Copies of all lines containing the string "channel" are needed from the data below.

****

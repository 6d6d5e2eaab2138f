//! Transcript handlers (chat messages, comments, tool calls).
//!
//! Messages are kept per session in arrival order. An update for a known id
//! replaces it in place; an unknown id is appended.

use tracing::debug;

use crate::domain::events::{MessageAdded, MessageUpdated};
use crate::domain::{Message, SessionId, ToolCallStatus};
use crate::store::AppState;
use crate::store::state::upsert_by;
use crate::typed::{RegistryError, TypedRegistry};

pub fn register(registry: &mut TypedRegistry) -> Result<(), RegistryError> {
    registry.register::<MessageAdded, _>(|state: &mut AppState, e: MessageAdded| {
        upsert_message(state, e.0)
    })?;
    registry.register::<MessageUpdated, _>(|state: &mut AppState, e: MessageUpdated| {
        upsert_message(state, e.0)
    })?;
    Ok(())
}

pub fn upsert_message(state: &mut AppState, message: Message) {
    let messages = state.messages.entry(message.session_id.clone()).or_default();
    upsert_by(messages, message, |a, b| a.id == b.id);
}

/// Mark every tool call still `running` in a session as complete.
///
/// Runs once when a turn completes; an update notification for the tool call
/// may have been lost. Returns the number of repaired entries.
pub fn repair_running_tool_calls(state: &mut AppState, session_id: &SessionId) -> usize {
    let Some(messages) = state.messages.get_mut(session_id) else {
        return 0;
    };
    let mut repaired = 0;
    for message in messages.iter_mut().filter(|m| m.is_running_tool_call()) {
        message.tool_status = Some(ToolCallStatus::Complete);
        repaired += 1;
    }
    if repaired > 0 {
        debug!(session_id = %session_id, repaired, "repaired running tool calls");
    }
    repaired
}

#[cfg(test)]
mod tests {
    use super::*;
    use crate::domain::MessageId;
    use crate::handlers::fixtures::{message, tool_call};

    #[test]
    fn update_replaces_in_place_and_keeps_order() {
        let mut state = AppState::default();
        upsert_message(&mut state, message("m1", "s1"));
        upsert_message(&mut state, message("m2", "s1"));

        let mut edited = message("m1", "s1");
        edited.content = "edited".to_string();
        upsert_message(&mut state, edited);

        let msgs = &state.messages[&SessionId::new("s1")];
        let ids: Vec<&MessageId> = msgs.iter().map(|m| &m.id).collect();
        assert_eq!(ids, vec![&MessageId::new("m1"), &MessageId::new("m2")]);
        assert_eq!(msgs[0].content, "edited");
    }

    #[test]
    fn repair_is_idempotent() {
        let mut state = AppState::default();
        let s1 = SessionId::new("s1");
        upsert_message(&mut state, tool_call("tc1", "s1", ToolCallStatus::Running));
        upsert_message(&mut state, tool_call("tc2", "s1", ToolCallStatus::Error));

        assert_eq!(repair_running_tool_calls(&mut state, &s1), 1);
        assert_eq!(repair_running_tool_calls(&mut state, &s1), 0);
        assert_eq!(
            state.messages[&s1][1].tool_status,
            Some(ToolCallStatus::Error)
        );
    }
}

****

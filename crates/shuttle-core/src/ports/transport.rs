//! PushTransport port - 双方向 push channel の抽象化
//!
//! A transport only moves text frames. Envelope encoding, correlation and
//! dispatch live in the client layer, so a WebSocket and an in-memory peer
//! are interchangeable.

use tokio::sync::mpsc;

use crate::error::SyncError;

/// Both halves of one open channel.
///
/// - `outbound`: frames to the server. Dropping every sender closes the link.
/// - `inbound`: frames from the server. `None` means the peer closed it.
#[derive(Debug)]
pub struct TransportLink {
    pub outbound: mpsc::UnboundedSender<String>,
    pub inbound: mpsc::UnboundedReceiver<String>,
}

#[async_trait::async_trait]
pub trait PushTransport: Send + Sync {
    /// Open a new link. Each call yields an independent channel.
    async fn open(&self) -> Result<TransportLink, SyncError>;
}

****

**COMPLETED EXERCISE**:
//! PushTransport port - 双方向 push channel の抽象化
/// Both halves of one open channel.
    /// Open a new link. Each call yields an independent channel.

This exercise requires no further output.